In 2021, the university was conferred the Sir C. V. Raman Research Excellence Award for its work in research and development, and the National Technology & Digital Innovation Award for initiatives related to technological and digital innovation. Earlier recognitions include the Dr. K. L. Chadha Award (2020) for agriculture diversification, the Dr. Norman Borlaug Award (2020) for agricultural research, and the Dr. M. S. Kang Award (2020) for contributions to sustainable agriculture.

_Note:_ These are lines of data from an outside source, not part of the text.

// ============================================================
// Layer 1 — CLI Commands and Arguments
// ============================================================
// Defines the two subcommands, `train` and `evaluate`,
// and all their configurable flags.
//
// `train` starts from TrainConfig::default(), or from a JSON file
// given with --config, and applies every flag the user passed on
// top of it.
//
// Reference: Rust Book §12 (Building a CLI Program)

use std::fs;

use anyhow::{Context, Result};
use clap::{Args, Subcommand};

use crate::application::{evaluate_use_case::EvaluateConfig, train_use_case::TrainConfig};
use crate::domain::options::{
    BackendKind, LoaderKind, LossMode, LrSchedulerKind, ModelKind, OptimizerKind, PoolingKind,
};

#[derive(Subcommand, Debug)]
pub enum Commands {
    /// Train a ResNet (optionally with a multiple-instance head) on image folders
    Train(TrainArgs),

    /// Evaluate a saved checkpoint on an image folder
    Evaluate(EvaluateArgs),
}

/// All arguments for the `train` command.
/// Flags left out keep the value from --config (or the default).
#[derive(Args, Debug, Default)]
pub struct TrainArgs {
    /// JSON file with a full or partial training configuration
    #[arg(long)]
    pub config: Option<String>,

    /// Directory with one sub-directory of images per class
    #[arg(long)]
    pub data_dir: Option<String>,

    /// Where model_best / model_last and the run state are saved
    #[arg(long)]
    pub checkpoint_dir: Option<String>,

    /// Where summaries.csv is appended
    #[arg(long)]
    pub summary_dir: Option<String>,

    /// Where prediction and probability CSVs are written
    #[arg(long)]
    pub output_dir: Option<String>,

    #[arg(long, value_enum)]
    pub backend: Option<BackendKind>,

    #[arg(long, value_enum)]
    pub loader: Option<LoaderKind>,

    #[arg(long, value_enum)]
    pub model: Option<ModelKind>,

    /// Filters of the first residual stage; later stages double it
    #[arg(long)]
    pub base_width: Option<usize>,

    /// Images are resized to image_size x image_size
    #[arg(long)]
    pub image_size: Option<usize>,

    #[arg(long)]
    pub epochs: Option<usize>,

    #[arg(long)]
    pub batch_size: Option<usize>,

    /// Shards per batch whose gradients are averaged before each step
    #[arg(long)]
    pub towers: Option<usize>,

    /// Threads assembling batches
    #[arg(long)]
    pub num_workers: Option<usize>,

    #[arg(long, value_enum)]
    pub optimizer: Option<OptimizerKind>,

    #[arg(long)]
    pub lr: Option<f64>,

    #[arg(long)]
    pub weight_decay: Option<f64>,

    /// SGD momentum; 0 disables it
    #[arg(long)]
    pub momentum: Option<f64>,

    #[arg(long, value_enum)]
    pub lr_scheduler: Option<LrSchedulerKind>,

    #[arg(long)]
    pub lr_decay_rate: Option<f64>,

    #[arg(long)]
    pub lr_decay_steps: Option<usize>,

    /// Fraction of the images used for training, the rest validates
    #[arg(long)]
    pub train_val_split: Option<f64>,

    /// Keep only the first --subset-size training images
    #[arg(long)]
    pub train_on_subset: bool,

    #[arg(long)]
    pub subset_size: Option<usize>,

    /// Cut random square patches out of each image
    #[arg(long)]
    pub train_on_patches: bool,

    #[arg(long)]
    pub patch_size: Option<usize>,

    #[arg(long)]
    pub n_random_patches: Option<usize>,

    #[arg(long, value_enum)]
    pub mode: Option<LossMode>,

    /// Initial single-instance weight of the combined loss
    #[arg(long)]
    pub beta: Option<f64>,

    /// Per-epoch decay of the single-instance weight
    #[arg(long)]
    pub beta_decay: Option<f64>,

    #[arg(long, value_enum)]
    pub pooling: Option<PoolingKind>,

    /// Sharpness of log-sum-exp pooling
    #[arg(long)]
    pub lse_r: Option<f64>,

    #[arg(long)]
    pub seed: Option<u64>,

    /// Do not write model_best / model_last
    #[arg(long)]
    pub no_save_models: bool,

    /// Continue from model_last and training_state.json
    #[arg(long)]
    pub resume: bool,
}

impl TrainArgs {
    /// Layer the flags over the --config file (or the defaults).
    pub fn into_config(self) -> Result<TrainConfig> {
        let mut cfg = match &self.config {
            Some(path) => {
                let json = fs::read_to_string(path)
                    .with_context(|| format!("Cannot read config file '{path}'"))?;
                serde_json::from_str(&json)
                    .with_context(|| format!("Malformed config file '{path}'"))?
            }
            None => TrainConfig::default(),
        };

        macro_rules! apply {
            ($($field:ident),* $(,)?) => {
                $( if let Some(value) = self.$field { cfg.$field = value; } )*
            };
        }
        apply!(
            data_dir, checkpoint_dir, summary_dir, output_dir, backend, loader,
            model, base_width, image_size, epochs, batch_size, towers, num_workers,
            optimizer, lr, weight_decay, momentum, lr_scheduler, lr_decay_rate,
            lr_decay_steps, train_val_split, subset_size, patch_size,
            n_random_patches, mode, beta, beta_decay, pooling, lse_r, seed,
        );

        cfg.train_on_subset  |= self.train_on_subset;
        cfg.train_on_patches |= self.train_on_patches;
        cfg.resume           |= self.resume;
        if self.no_save_models {
            cfg.save_models = false;
        }
        Ok(cfg)
    }
}

/// All arguments for the `evaluate` command
#[derive(Args, Debug)]
pub struct EvaluateArgs {
    /// Directory with one sub-directory of images per class
    #[arg(long)]
    pub data_dir: String,

    /// Directory a training run saved its checkpoints to
    #[arg(long, default_value = "checkpoints")]
    pub checkpoint_dir: String,

    #[arg(long, default_value = "data")]
    pub output_dir: String,

    /// Use model_last instead of model_best
    #[arg(long)]
    pub last: bool,

    /// Run on a different backend than the one used for training
    #[arg(long, value_enum)]
    pub backend: Option<BackendKind>,
}

impl From<EvaluateArgs> for EvaluateConfig {
    fn from(a: EvaluateArgs) -> Self {
        EvaluateConfig {
            checkpoint_dir: a.checkpoint_dir,
            data_dir:       a.data_dir,
            output_dir:     a.output_dir,
            use_last:       a.last,
            backend:        a.backend,
        }
    }
}

#[cfg(test)]
mod tests {
    use super::*;
    use crate::cli::Cli;
    use clap::Parser;

    fn train_args(argv: &[&str]) -> TrainArgs {
        let cli = Cli::try_parse_from(argv).unwrap();
        match cli.command {
            Commands::Train(args) => args,
            other => panic!("expected train, got {other:?}"),
        }
    }

    #[test]
    fn test_flags_override_defaults() {
        let cfg = train_args(&[
            "resnet-mil", "train", "--epochs", "3", "--mode", "combined",
            "--pooling", "lse", "--train-on-patches", "--no-save-models",
            "--model", "resnet50", "--num-workers", "4",
        ])
        .into_config()
        .unwrap();

        assert_eq!(cfg.epochs, 3);
        assert_eq!(cfg.mode, LossMode::Combined);
        assert_eq!(cfg.pooling, PoolingKind::Lse);
        assert!(cfg.train_on_patches);
        assert!(!cfg.save_models);
        assert_eq!(cfg.model, ModelKind::Resnet50);
        assert_eq!(cfg.num_workers, 4);
        assert_eq!(cfg.batch_size, TrainConfig::default().batch_size);
    }

    #[test]
    fn test_flags_override_config_file() {
        let tmp  = tempfile::tempdir().unwrap();
        let path = tmp.path().join("run.json");
        std::fs::write(&path, r#"{"epochs": 7, "lr": 0.01, "optimizer": "sgd"}"#).unwrap();

        let cfg = train_args(&["resnet-mil", "train", "--config", path.to_str().unwrap(), "--lr", "0.5"])
            .into_config()
            .unwrap();

        assert_eq!(cfg.epochs, 7);
        assert_eq!(cfg.lr, 0.5);
        assert_eq!(cfg.optimizer, OptimizerKind::Sgd);
    }

    #[test]
    fn test_missing_config_file_is_an_error() {
        let args = TrainArgs { config: Some("/nonexistent/run.json".into()), ..TrainArgs::default() };
        assert!(args.into_config().is_err());
    }

    #[test]
    fn test_evaluate_args() {
        let cli = Cli::try_parse_from(["resnet-mil", "evaluate", "--data-dir", "imgs", "--last"]).unwrap();
        let Commands::Evaluate(args) = cli.command else { panic!("expected evaluate") };
        let cfg: EvaluateConfig = args.into();
        assert_eq!(cfg.data_dir, "imgs");
        assert_eq!(cfg.checkpoint_dir, "checkpoints");
        assert!(cfg.use_last);
    }
}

The university has also been acknowledged for its focus on environmental sustainability and campus development, receiving the Green & Clean Campus Award in 2019. In the same year, it was awarded the International Best University Award for innovative practices, along with agriculture-focused recognitions such as the Dr. Rattan Lal Agri Excellence Award for agriculture diversification and the Dr. M. S. Swaminathan Research Excellence Award for agricultural sciences.

In 2018, Guru Kashi University received multiple awards, including the Dr. Gurdev Singh Khush Excellence Award for food security, the International Knowledge Exchange Initiative Award for international collaborations, and the All India Best Infrastructure University Award for education environment and infrastructure. It was also recognised with the Indo Asian Outstanding University Award for placements and the International Education Excellence Award for higher education and research.

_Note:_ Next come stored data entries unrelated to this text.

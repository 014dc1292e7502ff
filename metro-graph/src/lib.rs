//! A transit-network-shaped container.
//!
//! Data items live in stations, stations are chained into tracks of four
//! kinds (main, branch, express, loop), and extra edges (junction branches,
//! transfers, express skips, loop shortcuts) knit the lines into one
//! network. On top of the topology sit a least-loaded insertion policy, a
//! greedy multi-edge-kind route search and statistics aggregation.

pub mod domain;
pub mod network;
pub mod render;
pub mod route;
pub mod sample;
//! Greedy breadth-first route search.

use std::collections::{HashSet, VecDeque};

use tracing::{debug, trace};

use crate::domain::{Station, StationId, TrackKind};
use crate::network::Network;
use crate::route::RouteCost;

/// One frontier entry: a station reached by `path` at accumulated `cost`.
struct RouteState {
    station: StationId,
    path: Vec<StationId>,
    cost: RouteCost,
}

impl RouteState {
    fn start(station: &StationId) -> RouteState {
        RouteState {
            station: station.clone(),
            path: vec![station.clone()],
            cost: RouteCost::ZERO,
        }
    }

    fn step_to(&self, next: &StationId, step: RouteCost) -> RouteState {
        let mut path = self.path.clone();
        path.push(next.clone());
        RouteState {
            station: next.clone(),
            path,
            cost: self.cost + step,
        }
    }
}

impl<T: PartialEq> Network<T> {
    /// Finds a route between the stations holding two items.
    ///
    /// Items are located by equality against station payloads; when several
    /// stations hold an equal payload, an arbitrary one of them anchors the
    /// search. The returned path lists station ids from start to end
    /// inclusive, so a route from an item to itself is a single-station
    /// path. An empty vector means either item was not found or no
    /// connection exists.
    ///
    /// Traversal is directed: it follows forward chain edges, express
    /// skips, branch entries, loop edges and transfers, and never walks a
    /// chain against its travel direction. Transfers are symmetric, so
    /// they are the one way back.
    ///
    /// The path is found greedily (see the [module docs](crate::route)) and
    /// is not guaranteed to be the cheapest one.
    pub fn find_optimal_route(&self, start_item: &T, end_item: &T) -> Vec<StationId> {
        let Some(start) = self.find_station_by_payload(start_item) else {
            return Vec::new();
        };
        let Some(end) = self.find_station_by_payload(end_item) else {
            return Vec::new();
        };
        let end_id = end.id().clone();

        let mut visited: HashSet<StationId> = HashSet::new();
        let mut frontier: VecDeque<RouteState> = VecDeque::new();
        frontier.push_back(RouteState::start(start.id()));
        let mut expanded = 0usize;

        while let Some(state) = frontier.pop_front() {
            if visited.contains(&state.station) {
                continue;
            }
            visited.insert(state.station.clone());

            if state.station == end_id {
                debug!(
                    expanded,
                    hops = state.path.len() - 1,
                    cost = %state.cost,
                    "route found"
                );
                return state.path;
            }

            let Some(current) = self.station(state.station.as_str()) else {
                continue;
            };
            expanded += 1;
            trace!(
                station = %state.station,
                frontier = frontier.len(),
                cost = %state.cost,
                "expanding station"
            );

            let mut candidates: Vec<RouteState> = Vec::new();

            // 1. Follow each per-kind edge; express ones ride faster.
            for (kind, next) in current.next().iter() {
                if visited.contains(next) {
                    continue;
                }
                let step = if kind == TrackKind::Express {
                    RouteCost::EXPRESS_HOP
                } else {
                    RouteCost::HOP
                };
                candidates.push(state.step_to(next, step));
            }

            // 2. Take the express skip pointer.
            if let Some(skip) = current.express_skip() {
                if !visited.contains(skip) {
                    candidates.push(state.step_to(skip, RouteCost::EXPRESS_SKIP));
                }
            }

            // 3. Enter branches at a junction.
            for branch in current.branches() {
                if !visited.contains(branch) {
                    candidates.push(state.step_to(branch, RouteCost::HOP));
                }
            }

            // 4. Change lines over transfer edges.
            for transfer in current.transfers() {
                if !visited.contains(&transfer.to) {
                    candidates.push(state.step_to(&transfer.to, RouteCost::transfer(transfer.cost)));
                }
            }

            // 5. The loop edge once more, at its surcharge. Step 1 already
            // offered it at the ordinary rate; both entries stay queued.
            if let Some(next) = current.next().get(TrackKind::Loop) {
                if !visited.contains(next) {
                    candidates.push(state.step_to(next, RouteCost::LOOP_HOP));
                }
            }

            // Stable sort: equal costs keep the enumeration order above.
            candidates.sort_by_key(|candidate| candidate.cost);
            frontier.extend(candidates);
        }

        debug!(expanded, "frontier exhausted, no route");
        Vec::new()
    }

    fn find_station_by_payload(&self, payload: &T) -> Option<&Station<T>> {
        self.stations().find(|station| station.payload() == payload)
    }
}


#[cfg(test)]
mod proptests {
    use super::*;
    use proptest::prelude::*;

    proptest! {
        /// Along one main line, every downstream station is reachable and
        /// every upstream one is not; reachable paths never revisit a
        /// station.
        #[test]
        fn main_line_routes_run_with_the_chain(
            len in 1usize..12,
            from in 0usize..12,
            to in 0usize..12,
        ) {
            let from = from % len;
            let to = to % len;
            let items: Vec<String> = (0..len).map(|i| format!("item_{i}")).collect();
            let mut network = Network::new();
            network.create_main_line("M1", items, "blue");

            let route = network.find_optimal_route(
                &format!("item_{from}"),
                &format!("item_{to}"),
            );
            if from <= to {
                prop_assert_eq!(route.len(), to - from + 1);
                prop_assert_eq!(route.first().unwrap().as_str(), format!("M1_station_{from}"));
                prop_assert_eq!(route.last().unwrap().as_str(), format!("M1_station_{to}"));
                let mut seen = std::collections::HashSet::new();
                for id in &route {
                    prop_assert!(seen.insert(id.clone()), "revisited {}", id);
                }
            } else {
                prop_assert!(route.is_empty());
            }
        }

        /// Consecutive stations of a returned path are always joined by a
        /// forward traversal option.
        #[test]
        fn paths_follow_real_edges(len in 2usize..10, extra in 0usize..5) {
            let items: Vec<String> = (0..len).map(|i| format!("item_{i}")).collect();
            let mut network = Network::new();
            network.create_main_line("M1", items, "blue");
            for i in 0..extra {
                network.insert_data_optimally(format!("extra_{i}"), None);
            }

            let route = network.find_optimal_route(
                &"item_0".to_string(),
                &format!("item_{}", len - 1),
            );
            prop_assert!(!route.is_empty());
            for pair in route.windows(2) {
                let here = network.station(pair[0].as_str()).unwrap();
                let next = &pair[1];
                let joined = here.next().iter().any(|(_, id)| id == next)
                    || here.branches().contains(next)
                    || here.transfers().iter().any(|t| &t.to == next)
                    || here.express_skip() == Some(next);
                prop_assert!(joined, "{} -> {} has no edge", pair[0], next);
            }
        }
    }
}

Earlier, in 2017, the university was recognised as the National Best Rural University in India for its role in higher education, and received the International Best University Award for its efforts in skill development.

== Recognitions ==
Guru Kashi University (GKU) is a NAAC A++ accredited university, approved by the University Grants Commission (UGC) under section 2(f) of the UGC Act, 1956. It is recognised by the Government of Punjab and the Association of Indian Universities (AIU) and approved by statutory bodies, including the Bar Council of India (BCI), the National Council for Teacher Education (NCTE), and the Pharmacy Council of India (PCI). The university also holds accreditation from the Indian Council of Agricultural Research (ICAR) for its B.Sc. Agriculture (Hons.) programme.

In addition, Guru Kashi University is supported by professional memberships and collaborations, including recognition from the Indian Society for Technical Education (ISTE). The university has signed numerous MoUs with institutions such as Braask Education Private Limited, TASA Global, National Seeds Corporation Ltd, Crandall University (Canada), Vivekanand Global University, University of Limpopo, KGIC, and ISEG.

== Notable alumni ==
The university has a global alumni network of over 30,000 student alumni who have made contributions in a variety of fields and industries.

- Parminder Singh Dhindsa – Politician and Former Finance Minister of Punjab
- Gurinder Sehmbey – CEO, StarAgri Finance Ltd.
- Manjit Singh – Former State Head (Haryana), Jio
- Rinku Sharma – Pro Kabaddi Player
- Mr. Tanishq – International Archer
- Paras Kalra – CEO, BlueLight Media
- Dr. Surbhi Jhosi – Principal, The Millennium School
- Aditya Solanki – International Judoka Player

== Cultural & academic initiatives ==
In 2025, GKU launched the Sufi and Folk Music Heritage Chair to preserve the music traditions of Punjab. S. Gurlabh Singh Sidhu served as the chief patron of this initiative, led by the popular singer and Padma Shri Award recipient, Hans Raj Hans.